PEDIATRICS
TREATMENT
■ Treatment is mostly supportive, and can include IVF if dehydrated.
■ Most patients diagnosed with HSP in the ED can be discharged to home
with follow-up through their PMD.
■ Patients who have severe abdominal pain or GI bleeding should be
admitted.
■ Steroids may reduce incidence of intussusception.
■ No known therapy is available to prevent renal complications.
COMPLICATIONS
■ Intussusception due to lead point caused by edema or hemorrhage into
bowel wall
■ Nephrotic syndrome with chronic renal disease
■ Uncommon complications include: Bowel perforation, pancreatitis,
hypertension.
Kawasaki Syndrome
■ Kawasaki syndrome is a self-limited, acute vasculitis that affects arterioles,
venules, and capillaries throughout the body.

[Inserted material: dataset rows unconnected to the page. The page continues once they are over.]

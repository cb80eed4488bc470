//! # Routing table: event type → subscribed participants.
//!
//! Maps each [`EventType`] to the ordered list of participants subscribed to
//! it. Subscriptions mutate the table directly under its own lock; unlike
//! connect/disconnect they need no command-queue detour, because the lock
//! fully serializes them against dispatch-loop reads.
//!
//! ## Rules
//! - Per type, subscribers are kept in subscription order and deduplicated by
//!   identity: subscribing twice is a no-op, unsubscribing an absent entry is
//!   a no-op.
//! - Dispatch takes a snapshot of a type's list and releases the lock before
//!   delivering, so no lock is held across a call into participant code.

use std::collections::HashMap;
use std::sync::{Arc, Mutex, MutexGuard, PoisonError};

use crate::events::EventType;
use crate::participants::Participant;

type SubscriberLists = HashMap<EventType, Vec<Arc<dyn Participant>>>;

/// Lock-guarded subscription table.
#[derive(Default)]
pub(crate) struct RoutingTable {
    entries: Mutex<SubscriberLists>,
}

impl RoutingTable {
    /// Adds `participant` to the list for `event_type` unless already present.
    pub(crate) fn subscribe(&self, event_type: EventType, participant: &Arc<dyn Participant>) {
        let mut entries = self.lock();
        let list = entries.entry(event_type).or_default();
        if !list.iter().any(|p| Arc::ptr_eq(p, participant)) {
            list.push(Arc::clone(participant));
        }
    }

    /// Removes `participant` from the list for `event_type`, if present.
    pub(crate) fn unsubscribe(&self, event_type: EventType, participant: &Arc<dyn Participant>) {
        let mut entries = self.lock();
        if let Some(list) = entries.get_mut(&event_type) {
            list.retain(|p| !Arc::ptr_eq(p, participant));
        }
    }

    /// Removes `participant` from every type's list.
    pub(crate) fn unsubscribe_all(&self, participant: &Arc<dyn Participant>) {
        let mut entries = self.lock();
        for list in entries.values_mut() {
            list.retain(|p| !Arc::ptr_eq(p, participant));
        }
    }

    /// Snapshot of the subscribers for `event_type`, in subscription order.
    pub(crate) fn subscribers_of(&self, event_type: EventType) -> Vec<Arc<dyn Participant>> {
        self.lock()
            .get(&event_type)
            .map(|list| list.to_vec())
            .unwrap_or_default()
    }

    /// True if every type's subscriber list is empty.
    pub(crate) fn all_empty(&self) -> bool {
        self.lock().values().all(|list| list.is_empty())
    }

    fn lock(&self) -> MutexGuard<'_, SubscriberLists> {
        self.entries.lock().unwrap_or_else(PoisonError::into_inner)
    }
}
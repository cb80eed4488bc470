//! # Manager: routing, queues, and the two processing loops.
//!
//! The [`Manager`] owns the routing table, the event queue, the command
//! queue, the scheduling set, and the participant registry, and runs the two
//! long-lived loops that drive them.
//!
//! ## High-level architecture
//! ```text
//! caller tasks                         manager tasks
//!   emit() ── push + signal ─────────► dispatch loop ── deliver ──► mailboxes
//!   subscribe()/unsubscribe() ──────► [routing table]  (direct, own lock)
//!   connect()/disconnect() ─┐
//!   schedule()/unschedule() ┴ push ─► [command queue] ──► scheduling loop
//!                                          (applied after every tick)
//! ```
//!
//! ## Rules
//! - Every collection has its own lock; no lock is held across a call into
//!   participant code. Re-entrant calls from `init()`/`schedule()` back into
//!   the manager cannot deadlock.
//! - Subscriptions mutate the routing table immediately. Structural changes
//!   (connect/disconnect/scheduling) only enqueue commands; the scheduling
//!   loop is the single task that applies them.
//! - `emit` is fire-and-forget: it never waits for delivery.
//! - The loops hold the manager state weakly. Dropping the last [`Manager`]
//!   handle cancels both loop tokens and lets the tasks wind down on their
//!   own; a started manager does not outlive its handles.
//!
//! ## Start/stop handshake
//! `start()` spawns the dispatch loop and polls until it reports running
//! (`poll` granularity, `handshake` ceiling), then does the same for the
//! scheduling loop; if the second loop fails to come up, the first is stopped
//! before the error propagates. `stop()` cancels both tokens (the
//! cancellation wakes the dispatch loop's park) and polls the flags down
//! under the same protocol. Exceeding a ceiling is a fatal configuration
//! error, surfaced as a [`RuntimeError`] and never retried.

use std::sync::atomic::{AtomicBool, Ordering};
use std::sync::{Arc, Mutex, PoisonError, Weak};
use std::time::Duration;

use tokio::task::JoinHandle;
use tokio::time::{self, Instant};
use tokio_util::sync::CancellationToken;

use crate::error::{LoopSide, ParticipantError, RuntimeError};
use crate::events::{Event, EventType};
use crate::participants::Participant;

use super::command::{Command, CommandQueue};
use super::config::ManagerConfig;
use super::dispatch::{self, EventQueue};
use super::registry::Registry;
use super::routing::RoutingTable;
use super::scheduler::{self, SchedulingSet};

/// The central dispatcher: routes typed events between connected
/// participants and schedules periodic work for those that request it.
///
/// `Manager` is a cheap-clone handle; clones share one dispatcher. Create it,
/// [`connect`](Manager::connect) participants (before or after starting,
/// both orders work), then [`start`](Manager::start) the loops.
///
/// See the crate-level docs for a complete walkthrough.
#[derive(Clone)]
pub struct Manager {
    inner: Arc<ManagerInner>,
}

impl Manager {
    /// Creates a manager with the default timing configuration.
    pub fn new() -> Self {
        Self::with_config(ManagerConfig::default())
    }

    /// Creates a manager with custom timing.
    pub fn with_config(cfg: ManagerConfig) -> Self {
        Self {
            inner: Arc::new(ManagerInner {
                cfg,
                routing: RoutingTable::default(),
                events: Arc::new(EventQueue::default()),
                commands: CommandQueue::default(),
                scheduling: SchedulingSet::default(),
                registry: Registry::default(),
                dispatch: LoopControl::default(),
                scheduler: LoopControl::default(),
            }),
        }
    }

    // ---------------------------
    // Loop lifecycle
    // ---------------------------

    /// Starts the dispatch loop, then the scheduling loop.
    ///
    /// Each spawn is followed by a polling handshake (`poll` granularity,
    /// `handshake` ceiling). If the scheduling loop fails to start, the
    /// dispatch loop is stopped again before the error is returned.
    pub async fn start(&self) -> Result<(), RuntimeError> {
        self.start_dispatch().await?;
        if let Err(err) = self.start_scheduling().await {
            let _ = self.stop_loop(LoopSide::Dispatch).await;
            return Err(err);
        }
        Ok(())
    }

    /// Signals both loops to exit and waits for them under the handshake
    /// protocol.
    ///
    /// Stopping a manager that is not running is a no-op. Queued events
    /// survive a stop and are dispatched after a restart.
    pub async fn stop(&self) -> Result<(), RuntimeError> {
        self.stop_loop(LoopSide::Dispatch).await?;
        self.stop_loop(LoopSide::Scheduling).await
    }

    /// True only if both loops report running.
    pub fn is_running(&self) -> bool {
        self.inner.dispatch.is_running() && self.inner.scheduler.is_running()
    }

    // ---------------------------
    // Events
    // ---------------------------

    /// Queues an event for dispatch and wakes the dispatch loop.
    ///
    /// Fire-and-forget: returns immediately, never waits for delivery.
    /// Events emitted this way carry no emitter and reach every subscriber of
    /// their type; use [`Endpoint::emit`](crate::Endpoint::emit) to emit on
    /// behalf of a participant with self-echo suppression.
    pub fn emit(&self, event: impl Into<Arc<Event>>) {
        self.inner.events.push(event.into());
    }

    // ---------------------------
    // Subscriptions (direct, idempotent)
    // ---------------------------

    /// Subscribes `participant` to `event_type`.
    ///
    /// Applied immediately under the routing-table lock; subscribing twice
    /// leaves a single entry.
    pub fn subscribe(&self, event_type: EventType, participant: Arc<dyn Participant>) {
        self.inner.routing.subscribe(event_type, &participant);
    }

    /// Unsubscribes `participant` from `event_type` (no-op if absent).
    pub fn unsubscribe(&self, event_type: EventType, participant: Arc<dyn Participant>) {
        self.inner.routing.unsubscribe(event_type, &participant);
    }

    /// Unsubscribes `participant` from every event type.
    pub fn unsubscribe_all(&self, participant: Arc<dyn Participant>) {
        self.inner.routing.unsubscribe_all(&participant);
    }

    // ---------------------------
    // Structural changes (deferred to the scheduling loop)
    // ---------------------------

    /// Requests that `participant` be connected.
    ///
    /// Enqueues a CONNECT command; the scheduling loop assigns the id,
    /// installs the manager link, registers the participant, and runs its
    /// `init()`, in that order, after its next tick.
    pub fn connect(&self, participant: Arc<dyn Participant>) {
        self.inner.commands.push(Command::Connect(participant));
    }

    /// Requests that `participant` be disconnected.
    ///
    /// The scheduling loop disables its scheduling, removes it from every
    /// routing entry, deregisters it, and detaches its manager link.
    pub fn disconnect(&self, participant: Arc<dyn Participant>) {
        self.inner.commands.push(Command::Disconnect(participant));
    }

    /// Requests periodic `schedule()` calls for `participant`.
    pub fn schedule(&self, participant: Arc<dyn Participant>) {
        self.inner.commands.push(Command::EnableScheduling(participant));
    }

    /// Requests that periodic scheduling stop for `participant`.
    pub fn unschedule(&self, participant: Arc<dyn Participant>) {
        self.inner.commands.push(Command::DisableScheduling(participant));
    }

    // ---------------------------
    // Quiescence
    // ---------------------------

    /// True once the command queue has drained and every routing entry is
    /// empty.
    ///
    /// A quiescence check, not a live predicate: it waits (at `poll`
    /// granularity) for pending commands to be applied before inspecting the
    /// routing table, so it carries an inherent observation delay. While the
    /// scheduling loop is not running, pending commands cannot drain and the
    /// manager is reported non-empty right away.
    pub async fn empty(&self) -> bool {
        loop {
            if self.inner.commands.is_empty() {
                break;
            }
            if !self.inner.scheduler.is_running() {
                return false;
            }
            time::sleep(self.inner.cfg.poll_clamped()).await;
        }
        self.inner.routing.all_empty()
    }

    /// Polls [`empty`](Manager::empty) until it reports true or `timeout`
    /// elapses; returns whether the manager became empty in time.
    pub async fn wait_empty(&self, timeout: Duration) -> bool {
        let deadline = Instant::now() + timeout;
        loop {
            if self.empty().await {
                return true;
            }
            if Instant::now() >= deadline {
                return false;
            }
            time::sleep(self.inner.cfg.poll_clamped()).await;
        }
    }

    // ---------------------------
    // Internals
    // ---------------------------

    async fn start_dispatch(&self) -> Result<(), RuntimeError> {
        let weak = Arc::downgrade(&self.inner);
        let events = Arc::clone(&self.inner.events);
        self.start_loop(LoopSide::Dispatch, move |token| {
            tokio::spawn(dispatch::run(weak, events, token))
        })
        .await
    }

    async fn start_scheduling(&self) -> Result<(), RuntimeError> {
        let weak = Arc::downgrade(&self.inner);
        self.start_loop(LoopSide::Scheduling, move |token| {
            tokio::spawn(scheduler::run(weak, token))
        })
        .await
    }

    async fn start_loop<F>(&self, side: LoopSide, spawn: F) -> Result<(), RuntimeError>
    where
        F: FnOnce(CancellationToken) -> JoinHandle<()>,
    {
        let control = self.inner.control(side);
        if control.is_running() {
            return Err(RuntimeError::AlreadyRunning { side });
        }

        let token = CancellationToken::new();
        let handle = spawn(token.clone());
        control.arm(token, handle);

        if !self.await_running(control, true).await {
            control.cancel();
            return Err(RuntimeError::StartTimeout {
                side,
                ceiling: self.inner.cfg.handshake,
            });
        }
        Ok(())
    }

    async fn stop_loop(&self, side: LoopSide) -> Result<(), RuntimeError> {
        let control = self.inner.control(side);
        control.cancel();

        if !self.await_running(control, false).await {
            return Err(RuntimeError::StopTimeout {
                side,
                ceiling: self.inner.cfg.handshake,
            });
        }

        if let Some(handle) = control.take_handle() {
            let _ = handle.await;
        }
        Ok(())
    }

    /// Polls a loop's running flag toward `expected`; false when the
    /// handshake ceiling is exceeded.
    async fn await_running(&self, control: &LoopControl, expected: bool) -> bool {
        let deadline = Instant::now() + self.inner.cfg.handshake;
        let poll = self.inner.cfg.poll_clamped();

        while control.is_running() != expected {
            if Instant::now() >= deadline {
                return false;
            }
            time::sleep(poll).await;
        }
        true
    }
}
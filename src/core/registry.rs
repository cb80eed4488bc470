//! Connected-participant registry and id allocation.
//!
//! Tracks which participants are currently connected and hands out their
//! administrative ids. Ids start at 1, grow monotonically, and are never
//! reused while the manager lives: a disconnect frees the registry slot but
//! not the id.

use std::sync::{Arc, Mutex, MutexGuard, PoisonError};

use crate::participants::Participant;

struct RegistryState {
    participants: Vec<Arc<dyn Participant>>,
    next_id: u32,
}

/// Registry of currently connected participants.
pub(crate) struct Registry {
    state: Mutex<RegistryState>,
}

impl Default for Registry {
    fn default() -> Self {
        Self {
            state: Mutex::new(RegistryState {
                participants: Vec::new(),
                next_id: 1,
            }),
        }
    }
}

impl Registry {
    /// True if `participant` is currently registered.
    pub(crate) fn contains(&self, participant: &Arc<dyn Participant>) -> bool {
        self.lock()
            .participants
            .iter()
            .any(|p| Arc::ptr_eq(p, participant))
    }

    /// Hands out the next administrative id.
    pub(crate) fn allocate_id(&self) -> u32 {
        let mut state = self.lock();
        let id = state.next_id;
        state.next_id += 1;
        id
    }

    /// Registers a participant.
    pub(crate) fn insert(&self, participant: Arc<dyn Participant>) {
        self.lock().participants.push(participant);
    }

    /// Deregisters a participant; returns whether it was registered.
    pub(crate) fn remove(&self, participant: &Arc<dyn Participant>) -> bool {
        let mut state = self.lock();
        let before = state.participants.len();
        state.participants.retain(|p| !Arc::ptr_eq(p, participant));
        state.participants.len() != before
    }

    fn lock(&self) -> MutexGuard<'_, RegistryState> {
        self.state.lock().unwrap_or_else(PoisonError::into_inner)
    }
}

#[cfg(test)]
mod tests {
    use super::*;
    use crate::error::ParticipantError;
    use crate::participants::Endpoint;
    use async_trait::async_trait;

    struct Probe {
        endpoint: Endpoint,
    }

    #[async_trait]
    impl Participant for Probe {
        fn endpoint(&self) -> &Endpoint {
            &self.endpoint
        }

        async fn init(&self) -> Result<(), ParticipantError> {
            Ok(())
        }

        async fn schedule(&self) -> Result<(), ParticipantError> {
            Ok(())
        }
    }

    fn probe() -> Arc<dyn Participant> {
        Arc::new(Probe {
            endpoint: Endpoint::new(),
        })
    }

    #[test]
    fn ids_start_at_one_and_grow_monotonically() {
        let registry = Registry::default();
        assert_eq!(registry.allocate_id(), 1);
        assert_eq!(registry.allocate_id(), 2);
        assert_eq!(registry.allocate_id(), 3);
    }

    #[test]
    fn ids_are_not_reused_after_removal() {
        let registry = Registry::default();
        let participant = probe();

        let first = registry.allocate_id();
        registry.insert(Arc::clone(&participant));
        assert!(registry.remove(&participant));

        assert!(registry.allocate_id() > first);
    }

    #[test]
    fn contains_tracks_registration_by_identity() {
        let registry = Registry::default();
        let registered = probe();
        let stranger = probe();

        registry.insert(Arc::clone(&registered));

        assert!(registry.contains(&registered));
        assert!(!registry.contains(&stranger));
        assert!(!registry.remove(&stranger));
        assert!(registry.remove(&registered));
        assert!(!registry.contains(&registered));
    }
}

■ It is the leading cause of acquired heart disease in children in the United
States.
■ Peak incidence is between the ages of 18 and 24 months, with the
majority of patinets <4 years old and boys affected more frequently
than girls.
■ Etiology is unknown, but may involve either an infectious agent or the
host immune response to infection.
SYMPTOMS/EXAM
There are three phases to Kawasaki syndrome (see Table 5.7).
DIFFERENTIAL
■ Infections (viral, bacterial, or rickettsial)
■ Toxic shock syndrome
■ Stevens Johnson syndrome
■ Rheumatologic conditions, such as JRA
DIAGNOSIS
Based on a series of criteria (see Table 5.8). Kawasaki syndrome should be
entertained, however, for children who have a prolonged, unexplained fever
that does not respond to antibiotics—not all patients who have Kawasaki syn-
drome may actually meet the diagnostic criteria.
TREATMENT
■ Hospitalize.
■ If Kawasaki syndrome is confidently diagnosed, start IVIG (intravenous
gamma globulin) and high-dose aspirin.